When interest rates started to rise sharply in late 2022 and early 2023, driven by inflationary pressures and expectations of tighter monetary policy, Silicon Valley Bank suffered huge losses on its securities portfolio. According to Forbes, the bank's common equity tier 1 (CET1) ratio, a measure of its capital adequacy, fell from 12% in June 2022 to 8% in December 2022, well below the regulatory minimum of 10%.

As the bank's financial situation deteriorated, rumors began to circulate about its solvency and liquidity. On March 10, 2023, a large tech client withdrew $5 billion from its account, sparking a run on the bank. Within hours, depositors withdrew more than $20 billion from Silicon Valley Bank, leaving it with insufficient cash to meet its obligations. The Federal Deposit Insurance Corporation (FDIC) intervened to take over the bank and sell its assets to Wells Fargo (WFC), one of the largest US banks.

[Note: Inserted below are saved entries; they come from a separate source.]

//! Validated closure model.

use std::collections::BTreeSet;

use closure_risk_risk_models::{
    BucketDefinition, ClosureRule, GrowthPolicy, ModelDefinition, RuleSeverity, TierBreakpoints,
};

use crate::RiskError;

/// Label reported for inputs that fall through to the default probability.
pub const DEFAULT_RULE: &str = "default";

/// The rule (or default) chosen for one bucket.
#[derive(Debug, Clone, Copy, PartialEq)]
pub struct RuleMatch<'a> {
    /// Matched rule label or [`DEFAULT_RULE`].
    pub label: &'a str,
    /// Annual closure probability.
    pub annual_probability: f64,
    /// Severity tally.
    pub severity: RuleSeverity,
}

/// A closure model whose rule table, buckets, and tiers have been checked.
///
/// Exactly one rule or the default applies to every input, and every rule
/// in the table can be reached.
#[derive(Debug, Clone, PartialEq)]
pub struct ClosureModel {
    definition: ModelDefinition,
}

impl ClosureModel {
    /// Validates a definition.
    ///
    /// # Errors
    ///
    /// Returns [`RiskError::Configuration`] describing the first problem
    /// found.
    pub fn new(definition: ModelDefinition) -> Result<Self, RiskError> {
        validate_buckets(&definition.buckets)?;
        validate_rules(&definition.rules, definition.default_probability)?;
        validate_tiers(&definition.tiers)?;

        if !(definition.min_viable_size.is_finite() && definition.min_viable_size >= 0.0) {
            return Err(config(format!(
                "minimum viable size {} must be a non-negative number",
                definition.min_viable_size
            )));
        }

        Ok(Self { definition })
    }

    /// Parses and validates a TOML definition.
    ///
    /// # Errors
    ///
    /// Returns [`RiskError::Parse`] or [`RiskError::Configuration`].
    pub fn from_toml(source: &str) -> Result<Self, RiskError> {
        Self::new(toml::from_str(source)?)
    }

    #[must_use]
    pub fn name(&self) -> &str {
        &self.definition.name
    }

    #[must_use]
    pub const fn definition(&self) -> &ModelDefinition {
        &self.definition
    }

    #[must_use]
    pub fn buckets(&self) -> &[BucketDefinition] {
        &self.definition.buckets
    }

    #[must_use]
    pub fn rules(&self) -> &[ClosureRule] {
        &self.definition.rules
    }

    #[must_use]
    pub const fn tiers(&self) -> &TierBreakpoints {
        &self.definition.tiers
    }

    #[must_use]
    pub const fn min_viable_size(&self) -> f64 {
        self.definition.min_viable_size
    }

    #[must_use]
    pub const fn growth_policy(&self) -> GrowthPolicy {
        self.definition.growth_policy
    }

    /// Picks the first matching rule, or the default.
    #[must_use]
    pub fn rule_for(&self, projected: f64, decline_ratio: f64) -> RuleMatch<'_> {
        self.definition
            .rules
            .iter()
            .find(|rule| rule.matches(projected, decline_ratio))
            .map_or_else(
                || RuleMatch {
                    label: DEFAULT_RULE,
                    // Validation guarantees a default when no catch-all exists.
                    annual_probability: self.definition.default_probability.unwrap_or(0.0),
                    severity: RuleSeverity::None,
                },
                |rule| RuleMatch {
                    label: &rule.label,
                    annual_probability: rule.annual_probability,
                    severity: rule.severity,
                },
            )
    }
}

fn config(message: String) -> RiskError {
    RiskError::Configuration { message }
}

fn is_probability(p: f64) -> bool {
    (0.0..=1.0).contains(&p)
}

fn validate_buckets(buckets: &[BucketDefinition]) -> Result<(), RiskError> {
    if buckets.is_empty() {
        return Err(config("model defines no size buckets".to_string()));
    }

    let mut labels = BTreeSet::new();
    let mut previous_upper = f64::NEG_INFINITY;
    for (i, bucket) in buckets.iter().enumerate() {
        if bucket.label.is_empty() || !labels.insert(bucket.label.as_str()) {
            return Err(config(format!("bucket label {:?} is empty or repeated", bucket.label)));
        }
        if !(bucket.average.is_finite() && bucket.average > 0.0) {
            return Err(config(format!(
                "bucket {:?} average {} must be positive",
                bucket.label, bucket.average
            )));
        }
        match bucket.upper {
            Some(upper) if upper.is_finite() && upper > previous_upper => previous_upper = upper,
            Some(upper) => {
                return Err(config(format!(
                    "bucket {:?} upper bound {upper} is not above the previous bucket",
                    bucket.label
                )));
            }
            None if i + 1 == buckets.len() => {}
            None => {
                return Err(config(format!(
                    "open-ended bucket {:?} must be the last bucket",
                    bucket.label
                )));
            }
        }
    }

    Ok(())
}

fn validate_rules(rules: &[ClosureRule], default_probability: Option<f64>) -> Result<(), RiskError> {
    if let Some(p) = default_probability
        && !is_probability(p)
    {
        return Err(config(format!("default probability {p} is outside [0, 1]")));
    }

    let mut labels = BTreeSet::new();
    for (i, rule) in rules.iter().enumerate() {
        if rule.label.is_empty() || rule.label == DEFAULT_RULE || !labels.insert(rule.label.as_str()) {
            return Err(config(format!("rule label {:?} is empty, reserved, or repeated", rule.label)));
        }
        if !is_probability(rule.annual_probability) {
            return Err(config(format!(
                "rule {:?} probability {} is outside [0, 1]",
                rule.label, rule.annual_probability
            )));
        }
        // Projected size is never negative and decline ratios never exceed 1.
        if rule.projected_below.is_some_and(|limit| limit.is_nan() || limit <= 0.0)
            || rule.decline_above.is_some_and(|limit| limit.is_nan() || limit >= 1.0)
        {
            return Err(config(format!("rule {:?} can never match", rule.label)));
        }
        if let Some(earlier) = rules[..i].iter().find(|earlier| earlier.subsumes(rule)) {
            return Err(config(format!(
                "rule {:?} is unreachable behind rule {:?}",
                rule.label, earlier.label
            )));
        }
    }

    let has_catch_all = rules.iter().any(ClosureRule::is_catch_all);
    if !has_catch_all && default_probability.is_none() {
        return Err(config(
            "rule table has no catch-all rule and no default probability".to_string(),
        ));
    }
    if has_catch_all && default_probability.is_some() {
        log::warn!("Default probability is unreachable behind a catch-all rule");
    }

    Ok(())
}

fn validate_tiers(tiers: &TierBreakpoints) -> Result<(), RiskError> {
    if tiers.labels.len() != tiers.breakpoints.len() + 1 {
        return Err(config(format!(
            "{} tier breakpoints need {} labels, got {}",
            tiers.breakpoints.len(),
            tiers.breakpoints.len() + 1,
            tiers.labels.len()
        )));
    }
    if tiers.breakpoints.iter().any(|b| !b.is_finite())
        || tiers.breakpoints.windows(2).any(|w| w[0] >= w[1])
    {
        return Err(config("tier breakpoints must be finite and increasing".to_string()));
    }
    Ok(())
}

#[cfg(test)]
mod tests {
    use super::*;

    fn rule(
        label: &str,
        projected_below: Option<f64>,
        decline_above: Option<f64>,
        annual_probability: f64,
        severity: RuleSeverity,
    ) -> ClosureRule {
        ClosureRule {
            label: label.to_string(),
            projected_below,
            decline_above,
            annual_probability,
            severity,
        }
    }

    fn bucket(label: &str, upper: Option<f64>, average: f64) -> BucketDefinition {
        BucketDefinition {
            label: label.to_string(),
            upper,
            average,
        }
    }

    fn definition() -> ModelDefinition {
        ModelDefinition {
            name: "test".to_string(),
            description: String::new(),
            buckets: vec![
                bucket("small", Some(200.0), 150.0),
                bucket("large", None, 750.0),
            ],
            rules: vec![
                rule("tiny", Some(100.0), None, 0.04, RuleSeverity::Severe),
                rule("steep", None, Some(0.10), 0.015, RuleSeverity::Elevated),
            ],
            default_probability: Some(0.0075),
            tiers: TierBreakpoints::default(),
            min_viable_size: 100.0,
            growth_policy: GrowthPolicy::Background,
        }
    }

    #[test]
    fn first_match_wins() {
        let model = ClosureModel::new(definition()).unwrap();

        let m = model.rule_for(80.0, 0.5);
        assert_eq!(m.label, "tiny");
        assert_eq!(m.severity, RuleSeverity::Severe);

        let m = model.rule_for(400.0, 0.2);
        assert_eq!(m.label, "steep");

        let m = model.rule_for(400.0, 0.05);
        assert_eq!(m.label, DEFAULT_RULE);
        assert!((m.annual_probability - 0.0075).abs() < f64::EPSILON);
    }

    #[test]
    fn rejects_unreachable_rules() {
        let mut d = definition();
        d.rules.insert(0, rule("all", None, None, 0.01, RuleSeverity::None));
        assert!(matches!(ClosureModel::new(d), Err(RiskError::Configuration { .. })));

        let mut d = definition();
        d.rules.push(rule("tiny_again", Some(50.0), Some(0.3), 0.1, RuleSeverity::None));
        assert!(ClosureModel::new(d).is_err());
    }

    #[test]
    fn rejects_rules_that_never_match() {
        let mut d = definition();
        d.rules.push(rule("impossible", None, Some(1.0), 0.1, RuleSeverity::None));
        assert!(ClosureModel::new(d).is_err());

        let mut d = definition();
        d.rules.insert(0, rule("negative", Some(0.0), None, 0.1, RuleSeverity::None));
        assert!(ClosureModel::new(d).is_err());
    }

    #[test]
    fn requires_default_or_catch_all() {
        let mut d = definition();
        d.default_probability = None;
        assert!(ClosureModel::new(d.clone()).is_err());

        d.rules.push(rule("rest", None, None, 0.01, RuleSeverity::None));
        let model = ClosureModel::new(d).unwrap();
        assert_eq!(model.rule_for(1000.0, 0.0).label, "rest");
    }

    #[test]
    fn rejects_bad_probabilities_and_labels() {
        let mut d = definition();
        d.rules[0].annual_probability = 1.5;
        assert!(ClosureModel::new(d).is_err());

        let mut d = definition();
        d.default_probability = Some(-0.1);
        assert!(ClosureModel::new(d).is_err());

        let mut d = definition();
        d.rules[1].label = "tiny".to_string();
        assert!(ClosureModel::new(d).is_err());
    }

    #[test]
    fn rejects_bad_buckets() {
        let mut d = definition();
        d.buckets.reverse();
        assert!(ClosureModel::new(d).is_err());

        let mut d = definition();
        d.buckets[0].upper = Some(900.0);
        d.buckets.push(bucket("mid", Some(500.0), 300.0));
        assert!(ClosureModel::new(d).is_err());

        let mut d = definition();
        d.buckets.clear();
        assert!(ClosureModel::new(d).is_err());
    }

    #[test]
    fn rejects_bad_tiers() {
        let mut d = definition();
        d.tiers.labels.pop();
        assert!(ClosureModel::new(d).is_err());

        let mut d = definition();
        d.tiers.breakpoints = vec![25.0, 10.0, 50.0];
        assert!(ClosureModel::new(d).is_err());
    }
}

Signature Bank and First Republic Bank: Collateral damage
The failure of Silicon Valley Bank had a domino effect on other banks that were exposed to similar risks or had business ties with it. Signature Bank (SBNY), a New York-based bank that also focused on serving tech companies and high-net-worth individuals, was among the hardest hit. It had lent more than $10 billion to Silicon Valley Bank's clients and held more than $15 billion of securities that lost value due to rising interest rates.

As news of Silicon Valley Bank's collapse spread, Signature Bank's customers also rushed to withdraw their money, fearing that their deposits were not safe. The bank tried to reassure them by announcing that it had enough capital and liquidity to withstand the shock, but it was too late. On March 15, 2023, Signature Bank ran out of cash and was seized by the FDIC, which sold its assets to JPMorgan Chase (JPM), another giant US bank.

Another casualty of the crisis was First Republic Bank (FRC), a San Francisco-based bank that specialized in providing private banking and wealth management services to affluent clients. It had a large exposure to Silicon Valley Bank's deposits, which it used as a source of funding for its loans and investments. When Silicon Valley Bank failed, First Republic Bank lost access to this funding and faced a liquidity crunch.

Unlike Signature Bank, however, First Republic Bank managed to survive with the help of a government bailout. On March 17, 2023, the Federal Reserve announced that it would provide a $30 billion emergency loan to First Republic Bank through its discount window facility, which allows banks to borrow money at a low interest rate in times of stress. The Fed also said that it would buy some of First Republic Bank's securities to ease its balance sheet pressure.

Credit Suisse: A close call
The US banking crisis also had spillover effects on European banks that had exposure to Silicon Valley Bank or its clients. The most affected was Credit Suisse (CS), a Swiss bank that had been struggling with various scandals and losses in recent years.